(Stored data entries)
● ● ● ● ●
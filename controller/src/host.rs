use std::{path::PathBuf, sync::Arc};

use anyhow::{anyhow, bail, Context};
use chrono::{Local, Timelike, Utc};
use chrono_tz::Tz;
use thermostat_common::{
    ActuationResult, ControllerConfig, PlugActuator, RunError, Schedule, ScheduleRunner,
    TemperatureReader, ThermostatEntry, Thresholds,
};
use thermostat_sensor::{InterruptSignal, RuuviScanner, SignalPause};
use tracing::{info, warn};
use tracing_subscriber::EnvFilter;

use crate::{dry_run::DryRunPlug, kasa::KasaCli};

const CONFIG_PATH_ENV: &str = "THERMOSTAT_CONFIG";
const SCHEDULE_PATH_ENV: &str = "THERMOSTAT_SCHEDULE";

/// Runs one evaluation cycle and returns.
pub fn run() -> anyhow::Result<()> {
    tracing_subscriber::fmt()
        .with_env_filter(
            EnvFilter::try_from_default_env().unwrap_or_else(|_| EnvFilter::new("info")),
        )
        .with_writer(std::io::stderr)
        .init();

    let args: Vec<String> = std::env::args().skip(1).collect();
    let cli_thresholds = parse_threshold_args(&args)?;

    let config_path = path_from_env(CONFIG_PATH_ENV, "conf.json");
    let config = ControllerConfig::load(&config_path).context("failed to load controller config")?;
    info!("loaded ruuvi mac from conf: {}", config.ruuvitag_mac_address);
    info!("loaded kasa plug alias from conf: {}", config.kasa_plug_alias);

    let schedule = match cli_thresholds {
        Some(thresholds) => {
            println!(
                "Running with min max range: {} - {}",
                describe(thresholds.temp_min_f),
                describe(thresholds.temp_max_f)
            );
            Schedule {
                entries: vec![ThermostatEntry::always(thresholds)],
            }
        }
        None => {
            let schedule_path = path_from_env(SCHEDULE_PATH_ENV, "schedule.json");
            Schedule::load(&schedule_path).context("failed to load schedule")?
        }
    };
    info!("schedule has {} entries", schedule.entries.len());

    let current_hour = current_hour(config.timezone.as_deref())?;

    // One worker keeps the ctrl-c listener running while the main thread
    // is blocked outside the runtime.
    let runtime = tokio::runtime::Builder::new_multi_thread()
        .worker_threads(1)
        .enable_all()
        .build()
        .context("failed to start async runtime")?;
    let runtime = Arc::new(runtime);
    let interrupt =
        InterruptSignal::install(&runtime).context("failed to install ctrl-c handler")?;

    let result = if config.dry_run {
        evaluate(&config, &schedule, current_hour, &runtime, &interrupt, DryRunPlug)
    } else {
        let kasa = KasaCli::new(
            config.kasa_binary.clone(),
            Arc::clone(&runtime),
            interrupt.clone(),
        );
        evaluate(&config, &schedule, current_hour, &runtime, &interrupt, kasa)
    };

    match result {
        Ok(Some(result)) => echo(&result),
        Ok(None) => info!("nothing scheduled for hour {current_hour}"),
        Err(RunError::Interrupted(interrupted)) => {
            warn!("evaluation interrupted by operator");
            return Err(interrupted.into());
        }
        Err(RunError::Window(err)) => {
            return Err(err).context("schedule window evaluation failed");
        }
    }

    info!("done");
    Ok(())
}

fn evaluate<A: PlugActuator>(
    config: &ControllerConfig,
    schedule: &Schedule,
    current_hour: u8,
    runtime: &Arc<tokio::runtime::Runtime>,
    interrupt: &InterruptSignal,
    plug: A,
) -> Result<Option<ActuationResult>, RunError> {
    let scanner = RuuviScanner::new(
        Arc::clone(runtime),
        config.sensor.scan_timeout(),
        interrupt.clone(),
    );
    let reader = TemperatureReader::new(
        scanner,
        SignalPause::new(Arc::clone(runtime), interrupt.clone()),
        config.sensor.retry_policy(),
    );
    let latch = interrupt.clone();
    let mut runner =
        ScheduleRunner::new(reader, plug).with_interrupt_check(move || latch.is_raised());

    runner.run(
        &schedule.entries,
        &config.ruuvitag_mac_address,
        &config.kasa_plug_alias,
        current_hour,
    )
}

fn echo(result: &ActuationResult) {
    match result.temperature_f {
        Some(fahrenheit) => println!("\n  --> {fahrenheit:.2} deg F <--\n"),
        None => println!("\n  --> no temperature reading <--\n"),
    }
    match result.command {
        Some(command) => println!("command: {}", command.as_str()),
        None => println!("command: none"),
    }
}

/// `[TEMP_MAX [TEMP_MIN]]` from the command line.
fn parse_threshold_args(args: &[String]) -> anyhow::Result<Option<Thresholds>> {
    if args.len() > 2 {
        bail!("usage: thermostat-controller [TEMP_MAX [TEMP_MIN]]");
    }

    let parse = |name: &str, value: Option<&String>| -> anyhow::Result<Option<f64>> {
        value
            .map(|raw| {
                raw.parse::<f64>()
                    .ok()
                    .filter(|value| value.is_finite())
                    .ok_or_else(|| anyhow!("{name} must be a number, got `{raw}`"))
            })
            .transpose()
    };

    if args.is_empty() {
        return Ok(None);
    }

    Ok(Some(Thresholds {
        temp_max_f: parse("TEMP_MAX", args.first())?,
        temp_min_f: parse("TEMP_MIN", args.get(1))?,
    }))
}

fn current_hour(timezone: Option<&str>) -> anyhow::Result<u8> {
    let hour = match timezone {
        Some(name) => {
            let tz: Tz = name
                .parse()
                .map_err(|err| anyhow!("invalid timezone `{name}`: {err}"))?;
            Utc::now().with_timezone(&tz).hour()
        }
        None => Local::now().hour(),
    };
    u8::try_from(hour).context("current hour out of range")
}

fn path_from_env(key: &str, default: &str) -> PathBuf {
    std::env::var(key)
        .map(PathBuf::from)
        .unwrap_or_else(|_| PathBuf::from(default))
}

fn describe(value: Option<f64>) -> String {
    value.map_or_else(|| "None".to_string(), |value| value.to_string())
}
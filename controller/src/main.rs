mod dry_run;
mod host;
mod kasa;

use thermostat_common::Interrupted;

/// Conventional exit status for a process ended by SIGINT.
const INTERRUPT_EXIT_CODE: i32 = 130;

fn main() -> anyhow::Result<()> {
    match host::run() {
        Err(err) if err.is::<Interrupted>() => {
            eprintln!("{err}");
            std::process::exit(INTERRUPT_EXIT_CODE);
        }
        other => other,
    }
}
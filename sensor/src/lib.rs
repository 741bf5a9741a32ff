pub mod interrupt;
pub mod ruuvi;
pub mod scanner;

pub use interrupt::{InterruptSignal, SignalPause};
pub use ruuvi::{decode, DecodeError, RuuviMeasurement, RUUVI_COMPANY_ID};
pub use scanner::RuuviScanner;
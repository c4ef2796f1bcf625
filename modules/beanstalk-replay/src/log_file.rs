//! Reading decoded event logs from disk.
//!
//! Accepts either a JSON array of events or JSON lines (one event per line,
//! blank lines ignored).

use std::path::Path;

use anyhow::{Context, Result};
use beanstalk_events::ChainEvent;

pub fn load_events(path: &Path) -> Result<Vec<ChainEvent>> {
    let content = std::fs::read_to_string(path)
        .with_context(|| format!("Failed to read event log: {}", path.display()))?;
    parse_events(&content).with_context(|| format!("Failed to parse event log: {}", path.display()))
}

pub fn parse_events(content: &str) -> Result<Vec<ChainEvent>> {
    if content.trim_start().starts_with('[') {
        return serde_json::from_str(content).context("Invalid JSON array of events");
    }

    content
        .lines()
        .enumerate()
        .filter(|(_, line)| !line.trim().is_empty())
        .map(|(i, line)| {
            serde_json::from_str(line).with_context(|| format!("Invalid event on line {}", i + 1))
        })
        .collect()
}
//! Payload boundary tests.
//!
//! These pin the contract between decoded logs and the event enum:
//! - Every variant has a distinct snake_case event_type
//! - Decoded `{ event, args }` payloads deserialize by field name
//! - Field order in the payload does not matter
//! - Unknown event kinds are rejected at decode time

use alloy_primitives::{Address, U256};
use beanstalk_events::{ChainEvent, Eventlike, FarmerEvent};
use serde_json::json;

fn farmer() -> Address {
    Address::repeat_byte(0xfa)
}

fn bean() -> Address {
    Address::repeat_byte(0xbe)
}

fn one_of_each() -> Vec<FarmerEvent> {
    vec![
        FarmerEvent::AddDeposit {
            account: farmer(),
            token: bean(),
            season: 6074,
            amount: U256::from(1u64),
            bdv: U256::from(1u64),
        },
        FarmerEvent::RemoveDeposit {
            account: farmer(),
            token: bean(),
            season: 6074,
            amount: U256::from(1u64),
            bdv: U256::from(1u64),
        },
        FarmerEvent::RemoveDeposits {
            account: farmer(),
            token: bean(),
            seasons: vec![6074],
            amounts: vec![U256::from(1u64)],
            amount: U256::from(1u64),
            bdvs: vec![U256::from(1u64)],
        },
        FarmerEvent::AddWithdrawal {
            account: farmer(),
            token: bean(),
            season: 6074,
            amount: U256::from(1u64),
        },
        FarmerEvent::RemoveWithdrawal {
            account: farmer(),
            token: bean(),
            season: 6074,
            amount: U256::from(1u64),
        },
        FarmerEvent::RemoveWithdrawals {
            account: farmer(),
            token: bean(),
            seasons: vec![6074, 6100],
            amount: U256::from(2u64),
        },
        FarmerEvent::Sow {
            account: farmer(),
            index: U256::from(10u64),
            beans: U256::from(1u64),
            pods: U256::from(42u64),
        },
        FarmerEvent::Harvest {
            account: farmer(),
            plots: vec![U256::from(10u64)],
            beans: U256::from(5u64),
        },
        FarmerEvent::PlotTransfer {
            from: farmer(),
            to: Address::repeat_byte(0x01),
            id: U256::from(10u64),
            pods: U256::from(42u64),
        },
    ]
}

#[test]
fn event_types_are_unique_snake_case() {
    let events = one_of_each();
    let mut types: Vec<&str> = events.iter().map(|e| e.event_type()).collect();
    for t in &types {
        assert!(
            t.chars().all(|c| c.is_ascii_lowercase() || c == '_'),
            "{t} is not snake_case"
        );
    }
    types.sort();
    types.dedup();
    assert_eq!(types.len(), events.len());
}

#[test]
fn payload_uses_event_and_args_keys() {
    let payload = FarmerEvent::AddWithdrawal {
        account: farmer(),
        token: bean(),
        season: 6074,
        amount: U256::from(1000u64),
    }
    .to_payload();

    assert_eq!(payload["event"], "AddWithdrawal");
    assert_eq!(payload["args"]["season"], 6074);
    assert!(payload["args"].get("token").is_some());
}

#[test]
fn every_variant_survives_payload_round_trip() {
    for event in one_of_each() {
        let back = FarmerEvent::from_payload(&event.to_payload()).unwrap();
        assert_eq!(back, event);
    }
}

#[test]
fn decodes_named_fields_in_any_order() {
    let payload = json!({
        "event": "AddDeposit",
        "args": {
            "bdv": "900000000",
            "amount": "1000000000000000000000",
            "season": 6100,
            "token": "0xbebebebebebebebebebebebebebebebebebebebe",
            "account": "0xfafafafafafafafafafafafafafafafafafafafa"
        }
    });

    let event = FarmerEvent::from_payload(&payload).unwrap();
    match event {
        FarmerEvent::AddDeposit {
            account,
            token,
            season,
            amount,
            bdv,
        } => {
            assert_eq!(account, farmer());
            assert_eq!(token, bean());
            assert_eq!(season, 6100);
            assert_eq!(amount, "1000000000000000000000".parse::<U256>().unwrap());
            assert_eq!(bdv, U256::from(900_000_000u64));
        }
        other => panic!("expected AddDeposit, got {other:?}"),
    }
}

#[test]
fn remove_deposits_without_bdvs_still_decodes() {
    let payload = json!({
        "event": "RemoveDeposits",
        "args": {
            "account": "0xfafafafafafafafafafafafafafafafafafafafa",
            "token": "0xbebebebebebebebebebebebebebebebebebebebe",
            "seasons": [6074, 6100],
            "amounts": ["10", "20"],
            "amount": "30"
        }
    });

    let FarmerEvent::RemoveDeposits { bdvs, seasons, .. } = FarmerEvent::from_payload(&payload).unwrap() else {
        panic!("expected RemoveDeposits");
    };
    assert!(bdvs.is_empty());
    assert_eq!(seasons, vec![6074, 6100]);
}

#[test]
fn unknown_event_kind_is_rejected() {
    let payload = json!({ "event": "Plant", "args": { "account": "0xfafafafafafafafafafafafafafafafafafafafa" } });
    assert!(FarmerEvent::from_payload(&payload).is_err());
}

#[test]
fn token_scope_only_for_silo_events() {
    for event in one_of_each() {
        let is_field = matches!(
            event,
            FarmerEvent::Sow { .. } | FarmerEvent::Harvest { .. } | FarmerEvent::PlotTransfer { .. }
        );
        assert_eq!(event.token().is_none(), is_field, "{}", event.event_type());
    }
}

#[test]
fn chain_event_decodes_with_position() {
    let raw = json!({
        "block_number": 15_300_000,
        "log_index": 7,
        "log": {
            "event": "Sow",
            "args": {
                "account": "0xfafafafafafafafafafafafafafafafafafafafa",
                "index": "737663715081254",
                "beans": "1000000",
                "pods": "57980000"
            }
        }
    });

    let event: ChainEvent = serde_json::from_value(raw).unwrap();
    assert_eq!(event.position().block_number, 15_300_000);
    assert_eq!(event.position().log_index, 7);
    assert_eq!(event.log.event_type(), "sow");
}
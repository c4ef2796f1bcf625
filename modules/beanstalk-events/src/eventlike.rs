/// Trait shared by every decoded event record the ledger understands.
///
/// Lets log collaborators store or forward events generically as
/// `event_type` + `serde_json::Value`, without matching on variants.
pub trait Eventlike: std::fmt::Debug + Send + Sync {
    /// The snake_case event type string (e.g. `add_deposit`).
    fn event_type(&self) -> &'static str;

    /// Serialize this event to the `{ event, args }` JSON shape.
    fn to_payload(&self) -> serde_json::Value;
}
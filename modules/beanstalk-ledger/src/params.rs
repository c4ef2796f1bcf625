use std::collections::BTreeMap;

use alloy_primitives::Address;
use beanstalk_events::{Season, Token};

/// Tokens the silo accepts, looked up by address.
#[derive(Debug, Clone, Default, PartialEq, Eq)]
pub struct Whitelist {
    tokens: BTreeMap<Address, Token>,
}

impl Whitelist {
    pub fn new(tokens: impl IntoIterator<Item = Token>) -> Self {
        Self {
            tokens: tokens.into_iter().map(|t| (t.address, t)).collect(),
        }
    }

    pub fn get(&self, address: &Address) -> Option<&Token> {
        self.tokens.get(address)
    }

    pub fn contains(&self, address: &Address) -> bool {
        self.tokens.contains_key(address)
    }

    pub fn addresses(&self) -> impl Iterator<Item = &Address> {
        self.tokens.keys()
    }

    pub fn tokens(&self) -> impl Iterator<Item = &Token> {
        self.tokens.values()
    }
}

/// Context an `EventProcessor` is built with: the current season and the
/// token whitelist. Owned by the processor; nothing here is global.
#[derive(Debug, Clone, PartialEq, Eq)]
pub struct ProcessingParams {
    pub season: Season,
    pub whitelist: Whitelist,
}

impl ProcessingParams {
    pub fn new(season: Season, tokens: impl IntoIterator<Item = Token>) -> Self {
        Self {
            season,
            whitelist: Whitelist::new(tokens),
        }
    }
}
● ● ● ● ●
Whenever a line of the entries contains the string "Local", copy that line.

use chrono::{Local, Timelike, Utc};
        None => Local::now().hour(),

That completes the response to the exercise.